-------- Source information

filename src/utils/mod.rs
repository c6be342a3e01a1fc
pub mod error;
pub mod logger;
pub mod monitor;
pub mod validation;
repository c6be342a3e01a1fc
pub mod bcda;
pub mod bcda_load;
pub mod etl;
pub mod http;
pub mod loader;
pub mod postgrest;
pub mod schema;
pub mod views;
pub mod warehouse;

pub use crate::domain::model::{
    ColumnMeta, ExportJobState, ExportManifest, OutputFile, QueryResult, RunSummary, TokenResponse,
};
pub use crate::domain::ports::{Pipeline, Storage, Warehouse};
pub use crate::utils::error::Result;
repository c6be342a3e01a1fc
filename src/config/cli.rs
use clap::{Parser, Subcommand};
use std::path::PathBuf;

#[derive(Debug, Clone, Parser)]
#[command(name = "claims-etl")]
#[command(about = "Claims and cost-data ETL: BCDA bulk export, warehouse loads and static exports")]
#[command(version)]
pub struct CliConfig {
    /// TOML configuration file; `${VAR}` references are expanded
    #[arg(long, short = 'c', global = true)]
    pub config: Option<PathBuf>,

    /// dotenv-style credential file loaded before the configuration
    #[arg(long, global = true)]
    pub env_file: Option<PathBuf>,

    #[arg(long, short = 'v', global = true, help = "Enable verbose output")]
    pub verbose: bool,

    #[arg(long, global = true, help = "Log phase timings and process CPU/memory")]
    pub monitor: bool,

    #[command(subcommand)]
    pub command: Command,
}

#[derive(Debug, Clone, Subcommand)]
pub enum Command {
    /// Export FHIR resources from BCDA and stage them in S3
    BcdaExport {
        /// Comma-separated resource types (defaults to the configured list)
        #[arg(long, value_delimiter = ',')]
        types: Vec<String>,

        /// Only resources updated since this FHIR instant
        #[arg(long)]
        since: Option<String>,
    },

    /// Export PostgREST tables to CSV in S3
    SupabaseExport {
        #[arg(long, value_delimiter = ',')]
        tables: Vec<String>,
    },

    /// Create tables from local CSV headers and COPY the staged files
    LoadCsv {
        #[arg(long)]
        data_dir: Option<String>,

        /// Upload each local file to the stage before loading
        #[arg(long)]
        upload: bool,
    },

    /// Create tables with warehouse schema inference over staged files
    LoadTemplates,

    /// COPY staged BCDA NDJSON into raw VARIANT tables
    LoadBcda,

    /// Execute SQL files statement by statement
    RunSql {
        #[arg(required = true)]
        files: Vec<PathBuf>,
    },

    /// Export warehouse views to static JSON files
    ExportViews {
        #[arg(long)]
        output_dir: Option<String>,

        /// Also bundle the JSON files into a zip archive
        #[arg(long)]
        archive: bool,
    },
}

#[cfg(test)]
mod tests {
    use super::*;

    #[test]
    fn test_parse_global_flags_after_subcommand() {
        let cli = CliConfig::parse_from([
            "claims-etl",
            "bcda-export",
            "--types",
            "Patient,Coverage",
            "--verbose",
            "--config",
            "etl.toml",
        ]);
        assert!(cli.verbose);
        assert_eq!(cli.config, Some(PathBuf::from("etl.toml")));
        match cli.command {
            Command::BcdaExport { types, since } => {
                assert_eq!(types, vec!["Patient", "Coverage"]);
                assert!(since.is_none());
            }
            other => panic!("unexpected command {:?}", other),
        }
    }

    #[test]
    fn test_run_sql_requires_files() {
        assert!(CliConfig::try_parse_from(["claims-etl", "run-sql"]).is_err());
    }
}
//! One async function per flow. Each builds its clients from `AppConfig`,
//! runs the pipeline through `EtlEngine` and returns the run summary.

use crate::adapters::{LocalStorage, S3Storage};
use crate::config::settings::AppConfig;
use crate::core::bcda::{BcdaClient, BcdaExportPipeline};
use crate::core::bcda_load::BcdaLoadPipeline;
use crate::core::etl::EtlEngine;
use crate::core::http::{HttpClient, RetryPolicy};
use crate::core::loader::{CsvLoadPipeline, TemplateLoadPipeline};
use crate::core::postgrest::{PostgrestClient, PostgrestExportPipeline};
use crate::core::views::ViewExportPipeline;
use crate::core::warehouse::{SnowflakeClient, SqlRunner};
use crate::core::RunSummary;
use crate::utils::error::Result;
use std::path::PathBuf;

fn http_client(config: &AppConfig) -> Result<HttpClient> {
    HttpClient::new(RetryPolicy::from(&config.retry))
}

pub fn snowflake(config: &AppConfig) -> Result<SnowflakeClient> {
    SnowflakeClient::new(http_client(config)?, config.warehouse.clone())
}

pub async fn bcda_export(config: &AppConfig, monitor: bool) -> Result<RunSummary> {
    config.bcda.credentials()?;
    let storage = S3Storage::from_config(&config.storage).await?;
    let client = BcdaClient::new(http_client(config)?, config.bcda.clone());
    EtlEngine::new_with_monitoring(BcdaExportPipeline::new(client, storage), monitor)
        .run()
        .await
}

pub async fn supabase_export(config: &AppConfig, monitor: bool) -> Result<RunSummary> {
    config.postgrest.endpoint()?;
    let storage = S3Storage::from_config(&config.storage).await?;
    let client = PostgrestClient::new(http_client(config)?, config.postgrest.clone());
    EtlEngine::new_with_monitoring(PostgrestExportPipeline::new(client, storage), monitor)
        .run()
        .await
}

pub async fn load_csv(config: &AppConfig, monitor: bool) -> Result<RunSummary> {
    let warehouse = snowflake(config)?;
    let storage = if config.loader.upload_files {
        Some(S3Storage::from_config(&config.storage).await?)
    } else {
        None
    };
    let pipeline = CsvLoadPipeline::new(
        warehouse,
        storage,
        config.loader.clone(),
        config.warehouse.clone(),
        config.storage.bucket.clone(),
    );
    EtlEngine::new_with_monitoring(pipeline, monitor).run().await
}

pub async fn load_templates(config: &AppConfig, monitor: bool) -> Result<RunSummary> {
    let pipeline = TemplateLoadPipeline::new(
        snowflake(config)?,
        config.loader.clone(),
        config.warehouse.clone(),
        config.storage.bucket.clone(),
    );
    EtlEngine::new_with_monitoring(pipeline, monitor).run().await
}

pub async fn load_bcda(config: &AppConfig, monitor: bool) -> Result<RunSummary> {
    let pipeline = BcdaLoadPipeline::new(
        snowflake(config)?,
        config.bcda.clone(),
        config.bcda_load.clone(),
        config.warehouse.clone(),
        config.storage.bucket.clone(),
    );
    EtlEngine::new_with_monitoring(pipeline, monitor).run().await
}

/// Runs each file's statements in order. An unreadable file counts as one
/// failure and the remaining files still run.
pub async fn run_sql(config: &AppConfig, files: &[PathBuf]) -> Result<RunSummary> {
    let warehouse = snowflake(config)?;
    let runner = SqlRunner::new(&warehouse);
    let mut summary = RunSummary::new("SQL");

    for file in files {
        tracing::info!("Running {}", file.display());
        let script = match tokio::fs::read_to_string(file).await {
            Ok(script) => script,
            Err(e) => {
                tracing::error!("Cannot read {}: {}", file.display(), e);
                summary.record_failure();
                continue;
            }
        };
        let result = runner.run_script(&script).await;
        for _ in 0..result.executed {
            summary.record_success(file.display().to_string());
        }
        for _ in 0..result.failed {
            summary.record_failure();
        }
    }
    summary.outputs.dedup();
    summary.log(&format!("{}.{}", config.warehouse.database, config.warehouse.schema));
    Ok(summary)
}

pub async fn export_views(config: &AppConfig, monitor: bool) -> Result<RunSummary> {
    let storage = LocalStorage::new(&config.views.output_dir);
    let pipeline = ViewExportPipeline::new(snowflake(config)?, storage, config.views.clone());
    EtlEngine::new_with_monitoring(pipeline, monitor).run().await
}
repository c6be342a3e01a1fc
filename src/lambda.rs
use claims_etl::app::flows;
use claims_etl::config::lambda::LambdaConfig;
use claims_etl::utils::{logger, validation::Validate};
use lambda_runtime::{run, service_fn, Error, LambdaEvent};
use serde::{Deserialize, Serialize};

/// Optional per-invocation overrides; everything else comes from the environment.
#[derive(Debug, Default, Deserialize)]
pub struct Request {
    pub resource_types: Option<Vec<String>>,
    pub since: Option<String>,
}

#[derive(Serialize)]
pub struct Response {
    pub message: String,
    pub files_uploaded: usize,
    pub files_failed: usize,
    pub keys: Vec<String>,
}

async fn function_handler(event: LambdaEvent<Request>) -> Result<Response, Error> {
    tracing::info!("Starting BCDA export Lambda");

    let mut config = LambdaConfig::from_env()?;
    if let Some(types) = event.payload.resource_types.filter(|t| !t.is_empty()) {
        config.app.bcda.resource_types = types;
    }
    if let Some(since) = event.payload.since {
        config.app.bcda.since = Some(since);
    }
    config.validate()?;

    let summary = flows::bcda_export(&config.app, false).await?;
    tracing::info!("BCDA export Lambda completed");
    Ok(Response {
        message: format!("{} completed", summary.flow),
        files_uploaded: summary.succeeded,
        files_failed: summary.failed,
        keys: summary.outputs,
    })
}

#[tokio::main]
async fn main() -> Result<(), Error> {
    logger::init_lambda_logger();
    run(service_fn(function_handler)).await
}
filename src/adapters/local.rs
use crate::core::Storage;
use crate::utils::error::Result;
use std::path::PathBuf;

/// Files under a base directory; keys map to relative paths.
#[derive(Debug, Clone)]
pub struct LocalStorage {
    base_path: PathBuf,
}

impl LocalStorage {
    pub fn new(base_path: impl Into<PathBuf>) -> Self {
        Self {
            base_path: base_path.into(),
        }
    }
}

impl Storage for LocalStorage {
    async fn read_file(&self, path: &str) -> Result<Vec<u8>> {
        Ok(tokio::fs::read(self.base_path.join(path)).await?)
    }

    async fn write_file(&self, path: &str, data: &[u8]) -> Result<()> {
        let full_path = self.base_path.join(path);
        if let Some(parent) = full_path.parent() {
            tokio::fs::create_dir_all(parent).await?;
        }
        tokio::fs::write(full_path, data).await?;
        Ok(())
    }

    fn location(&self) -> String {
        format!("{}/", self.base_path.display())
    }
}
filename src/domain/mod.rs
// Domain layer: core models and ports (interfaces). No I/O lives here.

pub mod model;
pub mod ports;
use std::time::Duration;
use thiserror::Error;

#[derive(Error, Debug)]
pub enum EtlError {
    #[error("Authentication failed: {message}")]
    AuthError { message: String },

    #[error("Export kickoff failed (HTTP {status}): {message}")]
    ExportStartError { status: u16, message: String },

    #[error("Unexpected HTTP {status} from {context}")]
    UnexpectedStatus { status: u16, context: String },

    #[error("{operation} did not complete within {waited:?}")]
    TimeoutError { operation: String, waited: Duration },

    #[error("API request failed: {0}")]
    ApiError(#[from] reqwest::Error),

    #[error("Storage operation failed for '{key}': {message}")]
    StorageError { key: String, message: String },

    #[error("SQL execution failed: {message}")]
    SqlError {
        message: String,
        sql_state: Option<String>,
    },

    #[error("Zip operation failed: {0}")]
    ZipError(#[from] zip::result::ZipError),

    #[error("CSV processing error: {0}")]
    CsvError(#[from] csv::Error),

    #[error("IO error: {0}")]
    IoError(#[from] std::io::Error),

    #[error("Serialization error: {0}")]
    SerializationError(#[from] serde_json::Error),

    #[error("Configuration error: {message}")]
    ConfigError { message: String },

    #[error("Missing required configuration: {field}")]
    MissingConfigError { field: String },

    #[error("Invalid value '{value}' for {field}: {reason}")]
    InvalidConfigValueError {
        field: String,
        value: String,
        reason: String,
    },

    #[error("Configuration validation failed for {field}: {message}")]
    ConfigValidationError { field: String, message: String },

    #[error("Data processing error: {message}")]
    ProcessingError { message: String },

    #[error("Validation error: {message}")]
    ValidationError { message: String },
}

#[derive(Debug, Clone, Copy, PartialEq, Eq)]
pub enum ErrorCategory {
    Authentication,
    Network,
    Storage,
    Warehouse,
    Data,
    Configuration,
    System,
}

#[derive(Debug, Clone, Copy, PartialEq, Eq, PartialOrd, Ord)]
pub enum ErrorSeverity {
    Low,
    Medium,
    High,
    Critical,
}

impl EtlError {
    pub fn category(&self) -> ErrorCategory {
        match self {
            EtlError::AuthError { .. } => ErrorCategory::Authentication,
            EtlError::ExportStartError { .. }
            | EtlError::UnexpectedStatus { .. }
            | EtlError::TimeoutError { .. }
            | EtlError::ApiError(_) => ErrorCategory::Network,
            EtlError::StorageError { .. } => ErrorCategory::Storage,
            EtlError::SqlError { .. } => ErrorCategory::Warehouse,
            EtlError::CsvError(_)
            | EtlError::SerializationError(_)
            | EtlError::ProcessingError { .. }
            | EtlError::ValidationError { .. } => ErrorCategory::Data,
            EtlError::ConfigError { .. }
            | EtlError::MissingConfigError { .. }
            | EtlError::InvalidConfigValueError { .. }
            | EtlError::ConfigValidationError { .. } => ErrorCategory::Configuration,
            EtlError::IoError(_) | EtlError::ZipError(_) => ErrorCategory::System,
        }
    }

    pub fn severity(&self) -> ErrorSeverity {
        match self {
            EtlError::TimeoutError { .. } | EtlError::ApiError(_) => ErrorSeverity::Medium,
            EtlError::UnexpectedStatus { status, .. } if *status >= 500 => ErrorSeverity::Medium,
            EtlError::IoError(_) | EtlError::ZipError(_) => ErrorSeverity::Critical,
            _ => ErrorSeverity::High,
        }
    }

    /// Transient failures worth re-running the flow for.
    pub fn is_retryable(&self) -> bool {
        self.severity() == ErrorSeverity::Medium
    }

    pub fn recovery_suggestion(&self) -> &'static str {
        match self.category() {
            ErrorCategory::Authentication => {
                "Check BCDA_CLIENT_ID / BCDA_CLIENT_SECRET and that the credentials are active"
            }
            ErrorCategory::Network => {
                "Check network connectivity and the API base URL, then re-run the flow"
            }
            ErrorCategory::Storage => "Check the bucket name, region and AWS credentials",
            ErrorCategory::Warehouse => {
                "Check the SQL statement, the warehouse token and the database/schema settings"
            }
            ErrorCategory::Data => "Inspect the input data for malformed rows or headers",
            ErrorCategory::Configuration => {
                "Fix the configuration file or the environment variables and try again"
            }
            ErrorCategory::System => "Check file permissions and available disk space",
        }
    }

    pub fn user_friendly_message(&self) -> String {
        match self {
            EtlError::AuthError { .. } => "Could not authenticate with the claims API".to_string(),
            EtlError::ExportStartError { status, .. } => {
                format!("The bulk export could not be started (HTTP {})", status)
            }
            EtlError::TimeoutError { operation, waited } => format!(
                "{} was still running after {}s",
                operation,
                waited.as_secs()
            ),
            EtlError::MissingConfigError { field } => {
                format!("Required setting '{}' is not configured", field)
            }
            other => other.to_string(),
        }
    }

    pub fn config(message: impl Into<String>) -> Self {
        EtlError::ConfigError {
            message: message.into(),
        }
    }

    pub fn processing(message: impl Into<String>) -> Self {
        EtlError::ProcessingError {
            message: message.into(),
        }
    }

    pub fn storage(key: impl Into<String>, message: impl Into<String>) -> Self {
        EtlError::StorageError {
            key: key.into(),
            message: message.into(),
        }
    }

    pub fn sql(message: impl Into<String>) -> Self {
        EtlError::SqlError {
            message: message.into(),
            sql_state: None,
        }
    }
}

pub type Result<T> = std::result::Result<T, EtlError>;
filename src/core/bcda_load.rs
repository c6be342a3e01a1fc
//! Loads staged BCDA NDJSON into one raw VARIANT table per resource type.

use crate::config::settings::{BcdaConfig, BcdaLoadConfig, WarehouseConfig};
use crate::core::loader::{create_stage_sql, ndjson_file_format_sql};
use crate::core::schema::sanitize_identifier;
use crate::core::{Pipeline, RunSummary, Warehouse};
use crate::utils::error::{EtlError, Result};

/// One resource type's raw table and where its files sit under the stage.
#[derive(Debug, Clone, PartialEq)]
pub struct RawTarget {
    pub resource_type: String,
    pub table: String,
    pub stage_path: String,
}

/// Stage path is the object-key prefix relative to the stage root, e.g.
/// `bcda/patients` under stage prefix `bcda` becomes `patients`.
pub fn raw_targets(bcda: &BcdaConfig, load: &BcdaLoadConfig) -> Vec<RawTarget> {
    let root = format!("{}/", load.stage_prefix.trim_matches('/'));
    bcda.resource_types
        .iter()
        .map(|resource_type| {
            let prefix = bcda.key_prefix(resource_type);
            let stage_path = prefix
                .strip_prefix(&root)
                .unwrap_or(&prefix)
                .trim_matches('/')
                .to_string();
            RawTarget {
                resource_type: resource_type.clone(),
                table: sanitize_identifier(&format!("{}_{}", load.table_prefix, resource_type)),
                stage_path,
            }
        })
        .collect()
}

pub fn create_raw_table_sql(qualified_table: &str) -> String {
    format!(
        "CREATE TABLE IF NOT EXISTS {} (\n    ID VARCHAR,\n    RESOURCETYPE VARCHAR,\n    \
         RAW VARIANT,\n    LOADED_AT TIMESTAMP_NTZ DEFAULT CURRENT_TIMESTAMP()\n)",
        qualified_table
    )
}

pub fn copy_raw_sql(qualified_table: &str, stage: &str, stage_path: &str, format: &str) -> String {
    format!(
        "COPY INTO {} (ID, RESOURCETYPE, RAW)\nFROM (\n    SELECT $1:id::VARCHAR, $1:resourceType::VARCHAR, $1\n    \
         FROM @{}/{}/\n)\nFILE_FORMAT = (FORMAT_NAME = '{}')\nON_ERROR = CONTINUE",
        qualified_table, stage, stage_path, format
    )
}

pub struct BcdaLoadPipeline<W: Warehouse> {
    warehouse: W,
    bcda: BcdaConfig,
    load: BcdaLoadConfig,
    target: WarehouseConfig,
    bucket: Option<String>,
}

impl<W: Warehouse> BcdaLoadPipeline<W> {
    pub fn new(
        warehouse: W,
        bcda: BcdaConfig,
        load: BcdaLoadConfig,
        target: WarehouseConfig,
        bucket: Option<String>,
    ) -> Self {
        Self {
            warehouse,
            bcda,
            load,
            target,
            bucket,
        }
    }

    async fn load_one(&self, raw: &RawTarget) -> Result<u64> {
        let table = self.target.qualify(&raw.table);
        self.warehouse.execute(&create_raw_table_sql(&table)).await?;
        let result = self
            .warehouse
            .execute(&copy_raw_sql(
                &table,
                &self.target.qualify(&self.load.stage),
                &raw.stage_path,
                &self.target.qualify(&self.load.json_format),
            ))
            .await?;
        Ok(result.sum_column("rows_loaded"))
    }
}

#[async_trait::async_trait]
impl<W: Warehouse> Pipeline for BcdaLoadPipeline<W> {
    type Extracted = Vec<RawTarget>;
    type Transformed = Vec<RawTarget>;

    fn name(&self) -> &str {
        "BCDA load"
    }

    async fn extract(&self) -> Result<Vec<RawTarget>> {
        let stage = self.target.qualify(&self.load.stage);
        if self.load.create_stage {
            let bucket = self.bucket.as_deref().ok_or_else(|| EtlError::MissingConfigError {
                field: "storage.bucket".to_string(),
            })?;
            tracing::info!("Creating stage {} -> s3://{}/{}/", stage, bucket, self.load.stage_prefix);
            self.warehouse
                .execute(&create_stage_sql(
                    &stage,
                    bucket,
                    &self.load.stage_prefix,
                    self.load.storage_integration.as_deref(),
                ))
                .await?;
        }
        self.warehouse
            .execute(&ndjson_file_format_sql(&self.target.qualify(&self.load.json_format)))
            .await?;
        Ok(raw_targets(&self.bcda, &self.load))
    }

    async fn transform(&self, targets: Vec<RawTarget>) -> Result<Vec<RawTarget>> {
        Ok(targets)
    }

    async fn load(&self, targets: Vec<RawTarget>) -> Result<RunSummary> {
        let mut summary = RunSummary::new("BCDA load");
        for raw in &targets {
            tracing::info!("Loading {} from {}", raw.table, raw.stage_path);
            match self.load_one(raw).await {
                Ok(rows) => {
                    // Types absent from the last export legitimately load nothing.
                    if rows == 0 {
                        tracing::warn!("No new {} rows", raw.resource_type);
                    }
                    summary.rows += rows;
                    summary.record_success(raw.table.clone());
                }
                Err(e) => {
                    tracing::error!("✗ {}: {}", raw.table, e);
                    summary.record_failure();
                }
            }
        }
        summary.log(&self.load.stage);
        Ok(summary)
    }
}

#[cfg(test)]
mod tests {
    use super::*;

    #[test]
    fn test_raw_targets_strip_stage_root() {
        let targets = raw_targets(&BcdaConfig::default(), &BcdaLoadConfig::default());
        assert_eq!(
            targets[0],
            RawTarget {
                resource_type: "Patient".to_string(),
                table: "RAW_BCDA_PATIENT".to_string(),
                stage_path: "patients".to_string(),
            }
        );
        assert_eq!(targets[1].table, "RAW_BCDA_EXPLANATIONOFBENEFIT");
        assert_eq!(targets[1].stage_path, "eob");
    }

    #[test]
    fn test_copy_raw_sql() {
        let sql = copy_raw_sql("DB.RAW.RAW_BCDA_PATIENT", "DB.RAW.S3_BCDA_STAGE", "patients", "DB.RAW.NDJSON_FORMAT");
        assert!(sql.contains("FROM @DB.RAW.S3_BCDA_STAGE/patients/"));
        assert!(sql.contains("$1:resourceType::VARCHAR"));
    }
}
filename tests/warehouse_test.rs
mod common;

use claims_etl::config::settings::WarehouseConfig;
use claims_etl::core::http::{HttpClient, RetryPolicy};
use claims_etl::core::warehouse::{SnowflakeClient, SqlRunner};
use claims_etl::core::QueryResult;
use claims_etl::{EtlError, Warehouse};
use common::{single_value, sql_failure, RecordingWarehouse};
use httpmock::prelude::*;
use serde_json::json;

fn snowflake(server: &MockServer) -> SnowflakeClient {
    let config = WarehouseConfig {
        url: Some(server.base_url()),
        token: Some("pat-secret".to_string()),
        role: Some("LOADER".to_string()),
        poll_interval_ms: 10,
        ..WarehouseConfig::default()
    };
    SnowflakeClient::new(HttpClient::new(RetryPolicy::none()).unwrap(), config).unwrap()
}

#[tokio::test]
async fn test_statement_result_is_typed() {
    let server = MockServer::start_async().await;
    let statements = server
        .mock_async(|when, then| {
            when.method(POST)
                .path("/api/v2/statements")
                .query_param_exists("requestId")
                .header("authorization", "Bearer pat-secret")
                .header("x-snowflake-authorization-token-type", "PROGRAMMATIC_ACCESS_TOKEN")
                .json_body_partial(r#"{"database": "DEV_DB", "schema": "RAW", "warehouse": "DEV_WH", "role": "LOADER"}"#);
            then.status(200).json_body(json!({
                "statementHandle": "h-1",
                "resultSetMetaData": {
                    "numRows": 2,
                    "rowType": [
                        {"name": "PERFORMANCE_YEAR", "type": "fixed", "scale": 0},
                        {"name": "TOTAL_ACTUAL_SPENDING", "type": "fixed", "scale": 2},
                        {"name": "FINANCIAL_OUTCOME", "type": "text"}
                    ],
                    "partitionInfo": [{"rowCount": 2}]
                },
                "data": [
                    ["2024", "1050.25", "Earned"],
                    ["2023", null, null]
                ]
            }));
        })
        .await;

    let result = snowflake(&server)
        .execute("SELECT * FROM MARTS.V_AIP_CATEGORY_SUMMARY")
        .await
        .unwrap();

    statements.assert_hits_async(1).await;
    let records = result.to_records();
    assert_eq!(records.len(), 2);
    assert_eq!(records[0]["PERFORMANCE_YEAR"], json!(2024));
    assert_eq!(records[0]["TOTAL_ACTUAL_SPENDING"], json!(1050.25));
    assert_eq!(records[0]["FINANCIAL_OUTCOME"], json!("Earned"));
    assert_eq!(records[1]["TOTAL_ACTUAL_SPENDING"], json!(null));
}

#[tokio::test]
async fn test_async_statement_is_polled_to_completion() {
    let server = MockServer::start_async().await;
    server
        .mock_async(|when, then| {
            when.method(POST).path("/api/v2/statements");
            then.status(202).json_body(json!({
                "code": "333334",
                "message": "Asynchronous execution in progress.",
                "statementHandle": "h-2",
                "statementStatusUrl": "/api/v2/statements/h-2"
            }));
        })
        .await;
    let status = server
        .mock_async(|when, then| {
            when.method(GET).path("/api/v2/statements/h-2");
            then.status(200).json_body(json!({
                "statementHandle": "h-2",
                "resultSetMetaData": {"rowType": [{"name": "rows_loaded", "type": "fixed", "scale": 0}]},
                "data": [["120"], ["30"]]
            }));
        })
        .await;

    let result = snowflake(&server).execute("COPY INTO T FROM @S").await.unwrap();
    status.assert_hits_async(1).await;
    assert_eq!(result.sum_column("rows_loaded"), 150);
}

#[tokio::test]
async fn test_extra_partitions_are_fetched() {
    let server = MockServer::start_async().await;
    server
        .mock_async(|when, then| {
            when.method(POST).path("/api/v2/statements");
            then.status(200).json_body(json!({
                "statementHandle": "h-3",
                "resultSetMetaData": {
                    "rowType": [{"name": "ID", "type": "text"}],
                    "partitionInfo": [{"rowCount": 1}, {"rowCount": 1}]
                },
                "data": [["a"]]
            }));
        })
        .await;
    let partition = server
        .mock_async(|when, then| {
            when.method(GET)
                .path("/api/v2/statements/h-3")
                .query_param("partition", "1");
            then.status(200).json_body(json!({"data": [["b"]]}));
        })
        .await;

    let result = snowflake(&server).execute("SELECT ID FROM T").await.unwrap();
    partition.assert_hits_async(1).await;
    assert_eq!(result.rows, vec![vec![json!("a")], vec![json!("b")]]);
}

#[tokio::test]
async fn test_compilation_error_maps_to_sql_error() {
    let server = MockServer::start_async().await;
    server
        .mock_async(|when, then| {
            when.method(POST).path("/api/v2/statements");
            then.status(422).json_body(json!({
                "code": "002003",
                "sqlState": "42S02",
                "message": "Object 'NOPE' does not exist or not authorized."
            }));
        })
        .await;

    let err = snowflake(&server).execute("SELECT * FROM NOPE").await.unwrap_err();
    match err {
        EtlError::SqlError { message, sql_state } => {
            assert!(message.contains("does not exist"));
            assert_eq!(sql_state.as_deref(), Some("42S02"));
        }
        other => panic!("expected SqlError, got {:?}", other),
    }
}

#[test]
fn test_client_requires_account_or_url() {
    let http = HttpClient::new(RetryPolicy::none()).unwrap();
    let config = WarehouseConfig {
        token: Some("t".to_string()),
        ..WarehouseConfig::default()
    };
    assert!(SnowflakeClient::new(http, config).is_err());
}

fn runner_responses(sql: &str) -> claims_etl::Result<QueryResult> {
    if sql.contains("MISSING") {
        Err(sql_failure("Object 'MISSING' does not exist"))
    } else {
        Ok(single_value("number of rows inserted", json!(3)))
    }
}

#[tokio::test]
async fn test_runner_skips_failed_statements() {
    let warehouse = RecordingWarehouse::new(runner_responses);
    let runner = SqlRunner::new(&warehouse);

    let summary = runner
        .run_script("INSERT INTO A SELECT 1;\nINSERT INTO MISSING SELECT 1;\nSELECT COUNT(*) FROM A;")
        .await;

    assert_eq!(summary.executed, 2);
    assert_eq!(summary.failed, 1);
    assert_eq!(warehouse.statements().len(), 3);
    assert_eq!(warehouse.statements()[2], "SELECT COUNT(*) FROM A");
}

----------------

With "staged" as the search string, filter the records and return each line that has it.

▶ _Solution to this problem_:
    /// Create tables from local CSV headers and COPY the staged files
    /// Create tables with warehouse schema inference over staged files
    /// COPY staged BCDA NDJSON into raw VARIANT tables
//! Loads staged BCDA NDJSON into one raw VARIANT table per resource type.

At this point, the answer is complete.